Stored data entries
○ ○ ○ ○ ○ ○ ○

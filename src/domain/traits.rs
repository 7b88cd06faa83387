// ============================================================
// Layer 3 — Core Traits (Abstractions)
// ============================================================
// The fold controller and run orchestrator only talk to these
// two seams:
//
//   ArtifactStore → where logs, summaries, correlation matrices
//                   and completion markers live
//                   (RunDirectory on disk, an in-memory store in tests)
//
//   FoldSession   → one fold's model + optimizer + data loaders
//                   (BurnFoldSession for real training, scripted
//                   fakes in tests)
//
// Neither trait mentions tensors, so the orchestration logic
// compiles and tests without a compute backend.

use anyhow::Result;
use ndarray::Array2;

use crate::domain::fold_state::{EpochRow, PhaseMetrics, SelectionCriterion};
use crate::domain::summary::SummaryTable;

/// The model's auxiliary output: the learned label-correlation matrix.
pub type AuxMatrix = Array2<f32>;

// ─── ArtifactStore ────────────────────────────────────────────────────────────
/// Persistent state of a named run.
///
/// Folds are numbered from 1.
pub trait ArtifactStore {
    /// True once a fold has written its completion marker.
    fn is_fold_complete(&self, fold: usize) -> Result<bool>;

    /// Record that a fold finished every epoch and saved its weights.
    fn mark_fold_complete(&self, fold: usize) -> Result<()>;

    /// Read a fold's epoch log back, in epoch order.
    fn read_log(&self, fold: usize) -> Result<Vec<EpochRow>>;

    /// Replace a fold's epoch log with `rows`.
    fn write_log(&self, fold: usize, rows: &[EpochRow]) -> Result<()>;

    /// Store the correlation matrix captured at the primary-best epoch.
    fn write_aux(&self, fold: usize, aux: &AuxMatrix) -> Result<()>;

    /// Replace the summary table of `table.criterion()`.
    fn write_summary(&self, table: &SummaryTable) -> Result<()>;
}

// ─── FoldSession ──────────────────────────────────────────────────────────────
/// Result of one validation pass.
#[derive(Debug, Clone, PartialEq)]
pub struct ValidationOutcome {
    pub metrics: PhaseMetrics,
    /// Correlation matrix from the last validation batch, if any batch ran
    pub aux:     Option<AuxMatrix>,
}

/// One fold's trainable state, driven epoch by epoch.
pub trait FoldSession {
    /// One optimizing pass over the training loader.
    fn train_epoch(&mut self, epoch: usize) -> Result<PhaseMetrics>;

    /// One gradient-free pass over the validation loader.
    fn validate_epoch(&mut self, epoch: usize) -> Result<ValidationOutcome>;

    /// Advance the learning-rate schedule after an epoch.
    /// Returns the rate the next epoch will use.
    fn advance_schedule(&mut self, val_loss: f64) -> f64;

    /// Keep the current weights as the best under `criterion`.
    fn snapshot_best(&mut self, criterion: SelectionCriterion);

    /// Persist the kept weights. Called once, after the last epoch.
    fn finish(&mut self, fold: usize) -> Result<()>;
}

○ ○ ○ ○ ○ ○ ○

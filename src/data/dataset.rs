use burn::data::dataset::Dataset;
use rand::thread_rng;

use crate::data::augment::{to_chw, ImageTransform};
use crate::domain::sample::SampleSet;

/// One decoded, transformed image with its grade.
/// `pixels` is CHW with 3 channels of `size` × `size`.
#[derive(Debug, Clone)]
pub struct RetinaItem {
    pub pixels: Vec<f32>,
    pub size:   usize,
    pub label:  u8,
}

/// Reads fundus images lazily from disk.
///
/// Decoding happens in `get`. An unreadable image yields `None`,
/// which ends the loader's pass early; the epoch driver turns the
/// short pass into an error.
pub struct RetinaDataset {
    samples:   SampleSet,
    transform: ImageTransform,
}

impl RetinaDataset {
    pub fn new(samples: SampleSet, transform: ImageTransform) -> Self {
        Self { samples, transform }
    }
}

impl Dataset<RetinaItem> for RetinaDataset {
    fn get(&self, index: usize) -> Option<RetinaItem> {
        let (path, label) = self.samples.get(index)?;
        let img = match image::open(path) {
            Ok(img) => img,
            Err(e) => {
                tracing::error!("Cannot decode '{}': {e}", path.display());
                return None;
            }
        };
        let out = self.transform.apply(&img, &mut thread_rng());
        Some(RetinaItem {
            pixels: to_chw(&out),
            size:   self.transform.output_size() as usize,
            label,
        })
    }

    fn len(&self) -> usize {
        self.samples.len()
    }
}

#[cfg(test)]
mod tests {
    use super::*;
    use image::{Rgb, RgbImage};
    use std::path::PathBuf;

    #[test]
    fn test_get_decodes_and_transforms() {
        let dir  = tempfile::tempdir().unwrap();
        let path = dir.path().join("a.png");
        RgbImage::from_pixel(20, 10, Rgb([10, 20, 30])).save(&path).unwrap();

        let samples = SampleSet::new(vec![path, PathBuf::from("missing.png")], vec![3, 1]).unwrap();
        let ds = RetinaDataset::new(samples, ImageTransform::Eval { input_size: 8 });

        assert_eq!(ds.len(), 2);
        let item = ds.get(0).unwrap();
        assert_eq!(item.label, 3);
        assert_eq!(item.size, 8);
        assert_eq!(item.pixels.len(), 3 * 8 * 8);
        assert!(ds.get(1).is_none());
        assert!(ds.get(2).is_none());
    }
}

○ ○ ○ ○ ○ ○ ○

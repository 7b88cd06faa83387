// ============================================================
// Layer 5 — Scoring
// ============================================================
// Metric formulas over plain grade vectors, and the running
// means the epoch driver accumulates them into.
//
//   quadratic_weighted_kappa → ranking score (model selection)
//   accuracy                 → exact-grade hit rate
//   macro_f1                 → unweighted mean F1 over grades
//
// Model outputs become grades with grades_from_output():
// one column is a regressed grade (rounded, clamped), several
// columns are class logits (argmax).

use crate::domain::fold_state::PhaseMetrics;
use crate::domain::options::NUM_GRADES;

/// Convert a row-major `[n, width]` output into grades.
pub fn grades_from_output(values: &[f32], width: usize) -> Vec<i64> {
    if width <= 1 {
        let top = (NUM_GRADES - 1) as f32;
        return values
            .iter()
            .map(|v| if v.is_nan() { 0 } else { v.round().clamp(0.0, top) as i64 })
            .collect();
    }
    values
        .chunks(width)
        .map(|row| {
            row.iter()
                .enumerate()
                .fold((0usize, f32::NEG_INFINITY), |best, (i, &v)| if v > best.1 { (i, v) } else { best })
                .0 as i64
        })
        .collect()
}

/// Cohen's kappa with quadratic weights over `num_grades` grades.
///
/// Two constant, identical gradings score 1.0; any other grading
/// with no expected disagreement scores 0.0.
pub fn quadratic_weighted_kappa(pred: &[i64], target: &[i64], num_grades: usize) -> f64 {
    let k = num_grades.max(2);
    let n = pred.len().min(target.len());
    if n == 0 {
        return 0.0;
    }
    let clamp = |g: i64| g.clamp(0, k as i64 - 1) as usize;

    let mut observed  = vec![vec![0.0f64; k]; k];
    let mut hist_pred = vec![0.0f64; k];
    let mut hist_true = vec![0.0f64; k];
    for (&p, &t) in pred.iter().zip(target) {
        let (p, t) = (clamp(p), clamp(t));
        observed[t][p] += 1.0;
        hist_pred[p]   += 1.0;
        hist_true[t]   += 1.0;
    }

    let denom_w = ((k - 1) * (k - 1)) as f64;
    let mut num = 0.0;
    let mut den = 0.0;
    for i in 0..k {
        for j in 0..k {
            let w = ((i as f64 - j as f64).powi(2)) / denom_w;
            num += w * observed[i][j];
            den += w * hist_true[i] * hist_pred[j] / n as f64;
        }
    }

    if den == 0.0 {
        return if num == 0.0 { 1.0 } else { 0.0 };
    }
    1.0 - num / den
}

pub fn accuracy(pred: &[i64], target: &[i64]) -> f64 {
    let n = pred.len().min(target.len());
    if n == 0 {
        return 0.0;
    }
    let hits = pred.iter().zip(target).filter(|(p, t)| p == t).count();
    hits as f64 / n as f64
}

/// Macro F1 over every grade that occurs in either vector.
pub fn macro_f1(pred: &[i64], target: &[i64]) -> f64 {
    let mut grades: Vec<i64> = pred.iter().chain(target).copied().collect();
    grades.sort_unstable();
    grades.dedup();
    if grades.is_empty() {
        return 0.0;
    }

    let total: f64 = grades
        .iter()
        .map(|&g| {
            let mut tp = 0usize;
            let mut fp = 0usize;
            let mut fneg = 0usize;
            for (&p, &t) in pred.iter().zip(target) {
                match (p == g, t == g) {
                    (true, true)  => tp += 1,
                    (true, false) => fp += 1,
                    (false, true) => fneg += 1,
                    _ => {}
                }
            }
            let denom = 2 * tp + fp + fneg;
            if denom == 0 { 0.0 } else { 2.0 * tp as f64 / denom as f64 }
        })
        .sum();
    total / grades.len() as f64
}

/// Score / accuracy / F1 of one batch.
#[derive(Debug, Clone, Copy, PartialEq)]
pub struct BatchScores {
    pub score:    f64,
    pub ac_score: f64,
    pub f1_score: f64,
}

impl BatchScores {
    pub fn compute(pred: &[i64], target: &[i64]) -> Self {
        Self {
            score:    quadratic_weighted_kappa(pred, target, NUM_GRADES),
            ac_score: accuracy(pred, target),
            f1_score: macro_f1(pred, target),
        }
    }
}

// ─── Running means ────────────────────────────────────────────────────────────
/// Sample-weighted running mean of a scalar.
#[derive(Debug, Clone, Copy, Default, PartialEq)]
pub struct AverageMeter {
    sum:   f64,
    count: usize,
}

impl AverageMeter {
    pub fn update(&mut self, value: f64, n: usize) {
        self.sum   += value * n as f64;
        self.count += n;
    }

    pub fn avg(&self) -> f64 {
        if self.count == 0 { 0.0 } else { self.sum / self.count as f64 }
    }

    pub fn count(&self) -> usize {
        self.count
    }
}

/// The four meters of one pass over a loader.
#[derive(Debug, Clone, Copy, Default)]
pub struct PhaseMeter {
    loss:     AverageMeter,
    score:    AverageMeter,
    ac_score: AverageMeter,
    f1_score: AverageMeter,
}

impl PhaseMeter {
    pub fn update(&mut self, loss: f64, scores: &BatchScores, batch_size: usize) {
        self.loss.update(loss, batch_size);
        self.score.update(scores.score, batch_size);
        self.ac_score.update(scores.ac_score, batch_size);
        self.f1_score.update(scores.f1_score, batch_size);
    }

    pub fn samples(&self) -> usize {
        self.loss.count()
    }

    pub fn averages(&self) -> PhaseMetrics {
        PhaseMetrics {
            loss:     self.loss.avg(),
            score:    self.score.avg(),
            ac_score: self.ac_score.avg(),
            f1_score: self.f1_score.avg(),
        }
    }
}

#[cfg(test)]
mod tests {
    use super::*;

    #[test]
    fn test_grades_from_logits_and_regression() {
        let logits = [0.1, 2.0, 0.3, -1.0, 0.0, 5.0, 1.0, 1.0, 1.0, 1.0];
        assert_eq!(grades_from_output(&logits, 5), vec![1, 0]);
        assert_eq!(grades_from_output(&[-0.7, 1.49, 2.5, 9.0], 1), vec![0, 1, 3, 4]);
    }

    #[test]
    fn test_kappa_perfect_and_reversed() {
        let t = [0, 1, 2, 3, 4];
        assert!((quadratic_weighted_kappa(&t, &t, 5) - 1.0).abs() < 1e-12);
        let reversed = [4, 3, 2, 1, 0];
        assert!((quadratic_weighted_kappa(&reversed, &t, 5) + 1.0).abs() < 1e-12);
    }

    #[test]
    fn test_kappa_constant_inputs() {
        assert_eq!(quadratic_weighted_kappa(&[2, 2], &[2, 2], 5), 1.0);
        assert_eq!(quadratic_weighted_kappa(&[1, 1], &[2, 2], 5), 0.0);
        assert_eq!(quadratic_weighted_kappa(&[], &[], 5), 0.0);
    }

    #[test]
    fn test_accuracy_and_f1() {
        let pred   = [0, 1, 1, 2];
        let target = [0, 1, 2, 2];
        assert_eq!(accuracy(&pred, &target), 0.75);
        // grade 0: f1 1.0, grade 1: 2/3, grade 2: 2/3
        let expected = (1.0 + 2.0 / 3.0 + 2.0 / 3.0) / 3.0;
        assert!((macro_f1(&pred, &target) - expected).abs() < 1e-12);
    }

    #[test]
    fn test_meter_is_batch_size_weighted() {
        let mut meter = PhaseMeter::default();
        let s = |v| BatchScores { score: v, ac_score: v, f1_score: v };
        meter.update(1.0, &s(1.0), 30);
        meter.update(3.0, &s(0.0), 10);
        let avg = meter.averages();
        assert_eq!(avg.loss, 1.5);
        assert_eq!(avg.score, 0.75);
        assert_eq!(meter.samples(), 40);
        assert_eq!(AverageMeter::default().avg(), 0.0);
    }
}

○ ○ ○ ○ ○ ○ ○

-- Activity --
For this task, write out exactly the lines of the entries above, starting at the line with "filename src/domain/traits.rs" and ending at the line with "fn write_log(&self, fold: usize, rows: &[EpochRow])", both included, and no others.

-- Exercise output --
filename src/domain/traits.rs
repository 7b88cd06faa83387
// ============================================================
// Layer 3 — Core Traits (Abstractions)
// ============================================================
// The fold controller and run orchestrator only talk to these
// two seams:
//
//   ArtifactStore → where logs, summaries, correlation matrices
//                   and completion markers live
//                   (RunDirectory on disk, an in-memory store in tests)
//
//   FoldSession   → one fold's model + optimizer + data loaders
//                   (BurnFoldSession for real training, scripted
//                   fakes in tests)
//
// Neither trait mentions tensors, so the orchestration logic
// compiles and tests without a compute backend.

use anyhow::Result;
use ndarray::Array2;

use crate::domain::fold_state::{EpochRow, PhaseMetrics, SelectionCriterion};
use crate::domain::summary::SummaryTable;

/// The model's auxiliary output: the learned label-correlation matrix.
pub type AuxMatrix = Array2<f32>;

// ─── ArtifactStore ────────────────────────────────────────────────────────────
/// Persistent state of a named run.
///
/// Folds are numbered from 1.
pub trait ArtifactStore {
    /// True once a fold has written its completion marker.
    fn is_fold_complete(&self, fold: usize) -> Result<bool>;

    /// Record that a fold finished every epoch and saved its weights.
    fn mark_fold_complete(&self, fold: usize) -> Result<()>;

    /// Read a fold's epoch log back, in epoch order.
    fn read_log(&self, fold: usize) -> Result<Vec<EpochRow>>;

    /// Replace a fold's epoch log with `rows`.
    fn write_log(&self, fold: usize, rows: &[EpochRow]) -> Result<()>;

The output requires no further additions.